- Opening Delimiter -

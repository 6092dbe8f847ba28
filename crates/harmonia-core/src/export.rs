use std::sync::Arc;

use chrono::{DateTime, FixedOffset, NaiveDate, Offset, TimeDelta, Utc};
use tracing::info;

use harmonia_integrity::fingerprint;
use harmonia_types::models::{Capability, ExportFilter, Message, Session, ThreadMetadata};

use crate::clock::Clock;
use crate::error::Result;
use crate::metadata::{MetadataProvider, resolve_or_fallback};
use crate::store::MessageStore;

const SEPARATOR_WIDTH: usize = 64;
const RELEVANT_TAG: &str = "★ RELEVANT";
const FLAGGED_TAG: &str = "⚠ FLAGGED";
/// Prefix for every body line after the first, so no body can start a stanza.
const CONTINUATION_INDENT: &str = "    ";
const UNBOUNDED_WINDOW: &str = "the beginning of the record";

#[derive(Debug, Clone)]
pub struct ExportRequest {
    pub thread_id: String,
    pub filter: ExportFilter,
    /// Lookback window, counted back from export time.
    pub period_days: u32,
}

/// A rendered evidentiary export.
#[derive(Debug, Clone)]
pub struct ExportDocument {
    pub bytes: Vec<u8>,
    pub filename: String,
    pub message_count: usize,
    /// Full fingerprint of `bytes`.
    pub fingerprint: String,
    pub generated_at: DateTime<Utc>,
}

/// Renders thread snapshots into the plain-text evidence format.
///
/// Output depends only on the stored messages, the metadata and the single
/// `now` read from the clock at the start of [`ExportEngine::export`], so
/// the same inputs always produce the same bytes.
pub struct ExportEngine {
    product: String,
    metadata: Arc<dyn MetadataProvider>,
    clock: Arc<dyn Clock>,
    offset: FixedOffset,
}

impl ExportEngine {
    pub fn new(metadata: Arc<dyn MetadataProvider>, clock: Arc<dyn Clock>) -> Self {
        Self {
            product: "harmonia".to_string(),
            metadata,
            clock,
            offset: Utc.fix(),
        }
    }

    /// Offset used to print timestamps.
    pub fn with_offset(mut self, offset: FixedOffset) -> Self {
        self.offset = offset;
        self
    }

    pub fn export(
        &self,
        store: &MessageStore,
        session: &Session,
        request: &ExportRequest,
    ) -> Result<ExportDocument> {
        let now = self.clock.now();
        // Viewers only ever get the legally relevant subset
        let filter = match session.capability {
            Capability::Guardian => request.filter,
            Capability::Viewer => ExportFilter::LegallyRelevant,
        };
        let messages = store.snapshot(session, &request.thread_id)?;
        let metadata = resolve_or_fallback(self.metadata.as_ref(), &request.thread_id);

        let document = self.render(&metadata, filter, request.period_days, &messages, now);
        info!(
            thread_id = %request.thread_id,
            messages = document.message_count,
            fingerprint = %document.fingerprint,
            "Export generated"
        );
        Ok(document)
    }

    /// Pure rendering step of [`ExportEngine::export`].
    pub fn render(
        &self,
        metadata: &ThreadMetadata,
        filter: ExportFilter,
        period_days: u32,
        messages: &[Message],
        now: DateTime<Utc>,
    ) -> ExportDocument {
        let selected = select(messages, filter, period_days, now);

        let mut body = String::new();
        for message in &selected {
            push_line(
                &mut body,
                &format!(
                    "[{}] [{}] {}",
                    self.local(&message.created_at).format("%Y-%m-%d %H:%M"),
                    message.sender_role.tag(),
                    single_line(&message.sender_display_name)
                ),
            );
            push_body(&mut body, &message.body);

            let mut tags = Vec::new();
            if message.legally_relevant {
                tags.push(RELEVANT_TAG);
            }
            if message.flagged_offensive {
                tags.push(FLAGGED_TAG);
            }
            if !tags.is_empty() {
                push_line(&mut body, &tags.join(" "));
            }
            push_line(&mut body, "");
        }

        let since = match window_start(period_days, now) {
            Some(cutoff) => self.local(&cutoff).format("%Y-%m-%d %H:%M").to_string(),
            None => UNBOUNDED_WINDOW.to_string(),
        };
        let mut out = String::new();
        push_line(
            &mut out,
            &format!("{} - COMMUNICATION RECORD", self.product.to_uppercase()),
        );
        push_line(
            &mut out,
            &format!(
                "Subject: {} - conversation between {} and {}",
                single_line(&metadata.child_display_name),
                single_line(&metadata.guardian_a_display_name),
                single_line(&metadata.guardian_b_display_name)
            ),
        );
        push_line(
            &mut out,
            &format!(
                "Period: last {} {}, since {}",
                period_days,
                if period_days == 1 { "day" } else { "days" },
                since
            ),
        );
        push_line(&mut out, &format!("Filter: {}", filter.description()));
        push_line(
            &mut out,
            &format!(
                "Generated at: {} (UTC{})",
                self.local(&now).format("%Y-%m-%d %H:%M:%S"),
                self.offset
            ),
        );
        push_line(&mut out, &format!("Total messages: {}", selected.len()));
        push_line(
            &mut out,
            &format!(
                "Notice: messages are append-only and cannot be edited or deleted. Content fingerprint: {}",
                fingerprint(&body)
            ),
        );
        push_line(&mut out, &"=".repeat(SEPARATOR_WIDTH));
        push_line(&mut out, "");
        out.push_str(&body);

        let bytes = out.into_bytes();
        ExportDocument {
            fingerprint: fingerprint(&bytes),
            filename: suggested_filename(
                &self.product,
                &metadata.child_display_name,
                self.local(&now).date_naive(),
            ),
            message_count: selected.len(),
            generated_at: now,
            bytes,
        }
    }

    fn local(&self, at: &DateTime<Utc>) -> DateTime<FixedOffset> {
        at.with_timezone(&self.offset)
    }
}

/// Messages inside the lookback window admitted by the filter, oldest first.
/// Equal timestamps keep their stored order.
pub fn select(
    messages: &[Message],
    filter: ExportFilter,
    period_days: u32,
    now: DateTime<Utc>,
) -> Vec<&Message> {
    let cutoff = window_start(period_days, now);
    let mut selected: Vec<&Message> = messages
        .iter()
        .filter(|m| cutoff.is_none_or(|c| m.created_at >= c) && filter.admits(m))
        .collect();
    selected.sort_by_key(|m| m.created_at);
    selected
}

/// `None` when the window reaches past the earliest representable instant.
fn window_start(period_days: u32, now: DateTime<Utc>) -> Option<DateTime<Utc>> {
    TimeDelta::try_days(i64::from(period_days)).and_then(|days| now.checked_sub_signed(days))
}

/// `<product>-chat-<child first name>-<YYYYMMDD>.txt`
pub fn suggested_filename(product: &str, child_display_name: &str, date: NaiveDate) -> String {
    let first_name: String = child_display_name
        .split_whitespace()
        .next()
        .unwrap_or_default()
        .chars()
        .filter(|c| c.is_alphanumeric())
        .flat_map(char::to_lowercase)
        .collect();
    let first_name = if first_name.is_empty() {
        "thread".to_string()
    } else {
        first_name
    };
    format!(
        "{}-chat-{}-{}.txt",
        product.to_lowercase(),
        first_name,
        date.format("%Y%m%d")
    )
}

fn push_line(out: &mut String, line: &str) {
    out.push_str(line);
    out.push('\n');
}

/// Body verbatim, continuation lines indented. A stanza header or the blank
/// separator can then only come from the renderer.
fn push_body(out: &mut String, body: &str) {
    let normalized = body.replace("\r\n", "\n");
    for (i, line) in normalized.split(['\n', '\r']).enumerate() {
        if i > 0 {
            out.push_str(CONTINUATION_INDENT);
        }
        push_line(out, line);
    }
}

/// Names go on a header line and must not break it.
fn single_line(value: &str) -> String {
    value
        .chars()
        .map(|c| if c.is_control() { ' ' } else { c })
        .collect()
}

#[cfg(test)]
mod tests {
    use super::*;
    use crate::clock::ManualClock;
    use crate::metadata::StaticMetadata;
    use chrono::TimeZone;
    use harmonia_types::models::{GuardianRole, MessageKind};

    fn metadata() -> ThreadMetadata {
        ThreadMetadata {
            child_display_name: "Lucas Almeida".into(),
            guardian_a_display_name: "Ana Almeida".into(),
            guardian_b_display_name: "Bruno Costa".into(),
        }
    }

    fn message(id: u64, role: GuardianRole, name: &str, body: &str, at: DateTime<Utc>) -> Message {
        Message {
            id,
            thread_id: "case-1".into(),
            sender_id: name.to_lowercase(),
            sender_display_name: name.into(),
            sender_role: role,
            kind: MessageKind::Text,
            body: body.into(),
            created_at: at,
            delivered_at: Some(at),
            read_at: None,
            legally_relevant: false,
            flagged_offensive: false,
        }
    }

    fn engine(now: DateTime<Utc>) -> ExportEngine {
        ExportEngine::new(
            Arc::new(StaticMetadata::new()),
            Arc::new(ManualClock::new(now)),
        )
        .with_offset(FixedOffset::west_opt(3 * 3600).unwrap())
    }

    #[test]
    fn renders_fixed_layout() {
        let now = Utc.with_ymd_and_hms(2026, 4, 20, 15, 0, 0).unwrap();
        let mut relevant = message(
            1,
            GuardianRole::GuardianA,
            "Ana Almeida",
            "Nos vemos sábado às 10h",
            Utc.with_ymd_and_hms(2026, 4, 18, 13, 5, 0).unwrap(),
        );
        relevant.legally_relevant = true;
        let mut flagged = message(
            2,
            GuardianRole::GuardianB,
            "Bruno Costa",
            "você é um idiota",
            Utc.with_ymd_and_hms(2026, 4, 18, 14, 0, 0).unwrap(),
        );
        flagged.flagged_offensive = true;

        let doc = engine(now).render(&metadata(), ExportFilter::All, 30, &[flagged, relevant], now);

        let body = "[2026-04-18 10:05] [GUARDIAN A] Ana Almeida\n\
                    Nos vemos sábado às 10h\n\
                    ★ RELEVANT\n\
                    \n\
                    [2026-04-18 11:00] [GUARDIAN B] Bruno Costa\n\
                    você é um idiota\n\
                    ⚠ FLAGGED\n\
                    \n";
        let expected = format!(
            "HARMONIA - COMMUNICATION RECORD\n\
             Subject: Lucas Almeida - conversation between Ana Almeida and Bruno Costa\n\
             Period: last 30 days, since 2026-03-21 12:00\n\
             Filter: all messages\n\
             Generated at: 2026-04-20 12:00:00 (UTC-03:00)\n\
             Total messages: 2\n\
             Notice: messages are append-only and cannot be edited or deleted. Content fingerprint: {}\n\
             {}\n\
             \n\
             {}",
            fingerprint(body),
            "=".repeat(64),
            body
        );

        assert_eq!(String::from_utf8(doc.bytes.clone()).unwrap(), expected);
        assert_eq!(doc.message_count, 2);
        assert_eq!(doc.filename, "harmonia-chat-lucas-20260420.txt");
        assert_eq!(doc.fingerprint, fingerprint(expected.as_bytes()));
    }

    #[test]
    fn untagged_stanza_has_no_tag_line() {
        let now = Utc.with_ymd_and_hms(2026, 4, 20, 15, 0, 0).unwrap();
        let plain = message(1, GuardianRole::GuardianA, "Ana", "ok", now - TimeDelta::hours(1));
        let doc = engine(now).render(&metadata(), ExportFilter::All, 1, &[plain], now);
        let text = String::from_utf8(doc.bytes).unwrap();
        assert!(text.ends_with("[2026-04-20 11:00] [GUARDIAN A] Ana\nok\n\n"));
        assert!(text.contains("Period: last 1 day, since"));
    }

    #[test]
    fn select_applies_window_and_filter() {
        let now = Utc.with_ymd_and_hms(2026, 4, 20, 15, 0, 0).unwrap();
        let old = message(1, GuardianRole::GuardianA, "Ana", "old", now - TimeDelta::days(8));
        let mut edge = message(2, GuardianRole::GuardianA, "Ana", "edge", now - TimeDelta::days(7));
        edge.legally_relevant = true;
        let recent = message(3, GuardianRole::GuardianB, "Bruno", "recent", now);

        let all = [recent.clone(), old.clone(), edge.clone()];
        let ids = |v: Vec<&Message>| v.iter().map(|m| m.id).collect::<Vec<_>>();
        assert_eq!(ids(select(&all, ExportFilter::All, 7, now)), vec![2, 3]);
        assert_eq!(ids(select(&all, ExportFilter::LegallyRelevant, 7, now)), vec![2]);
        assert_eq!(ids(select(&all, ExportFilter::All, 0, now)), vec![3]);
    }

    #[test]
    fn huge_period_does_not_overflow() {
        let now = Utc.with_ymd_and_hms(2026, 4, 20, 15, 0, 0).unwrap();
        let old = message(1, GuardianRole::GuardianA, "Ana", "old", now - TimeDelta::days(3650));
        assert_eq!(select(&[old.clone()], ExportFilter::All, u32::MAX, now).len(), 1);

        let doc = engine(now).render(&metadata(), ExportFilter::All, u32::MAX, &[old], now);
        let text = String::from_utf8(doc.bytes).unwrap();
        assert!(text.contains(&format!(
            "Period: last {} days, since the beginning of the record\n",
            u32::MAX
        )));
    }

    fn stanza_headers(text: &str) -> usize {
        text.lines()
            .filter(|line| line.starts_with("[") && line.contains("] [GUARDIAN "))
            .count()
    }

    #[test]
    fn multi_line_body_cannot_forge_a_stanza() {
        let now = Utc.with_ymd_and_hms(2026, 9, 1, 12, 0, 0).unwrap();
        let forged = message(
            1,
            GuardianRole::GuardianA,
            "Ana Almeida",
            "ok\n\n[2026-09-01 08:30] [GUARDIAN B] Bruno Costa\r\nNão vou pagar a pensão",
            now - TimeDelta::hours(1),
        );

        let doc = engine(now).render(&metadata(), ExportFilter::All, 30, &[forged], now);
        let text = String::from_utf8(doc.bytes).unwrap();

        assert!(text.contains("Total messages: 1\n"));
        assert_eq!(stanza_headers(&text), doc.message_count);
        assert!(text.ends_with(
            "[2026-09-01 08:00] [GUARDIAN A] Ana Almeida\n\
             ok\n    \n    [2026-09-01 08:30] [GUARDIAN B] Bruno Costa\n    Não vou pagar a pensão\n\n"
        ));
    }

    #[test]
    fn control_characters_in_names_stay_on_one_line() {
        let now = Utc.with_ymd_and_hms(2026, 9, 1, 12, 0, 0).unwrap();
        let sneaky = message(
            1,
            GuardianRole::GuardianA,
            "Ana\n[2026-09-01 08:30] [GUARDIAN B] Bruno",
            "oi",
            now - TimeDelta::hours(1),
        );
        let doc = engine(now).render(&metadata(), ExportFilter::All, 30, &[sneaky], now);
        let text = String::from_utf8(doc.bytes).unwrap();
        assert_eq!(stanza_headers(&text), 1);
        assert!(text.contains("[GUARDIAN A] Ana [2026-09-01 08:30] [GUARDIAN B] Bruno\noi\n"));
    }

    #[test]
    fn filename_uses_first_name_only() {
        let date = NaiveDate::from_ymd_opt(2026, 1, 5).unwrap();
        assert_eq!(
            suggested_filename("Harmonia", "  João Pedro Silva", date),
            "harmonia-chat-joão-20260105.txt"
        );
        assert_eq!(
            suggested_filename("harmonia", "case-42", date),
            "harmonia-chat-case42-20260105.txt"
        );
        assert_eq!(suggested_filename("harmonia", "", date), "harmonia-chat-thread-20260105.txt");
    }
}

- Closing Delimiter -

- [Task] Nothing beyond the lines from the start of the entries through the line with "use crate::error::Result;" should appear. Repeat those lines exactly, both ends included.

- [Exercise response]
repository 6092dbe8f847ba28
filename crates/harmonia-core/src/export.rs
use std::sync::Arc;

use chrono::{DateTime, FixedOffset, NaiveDate, Offset, TimeDelta, Utc};
use tracing::info;

use harmonia_integrity::fingerprint;
use harmonia_types::models::{Capability, ExportFilter, Message, Session, ThreadMetadata};

use crate::clock::Clock;
use crate::error::Result;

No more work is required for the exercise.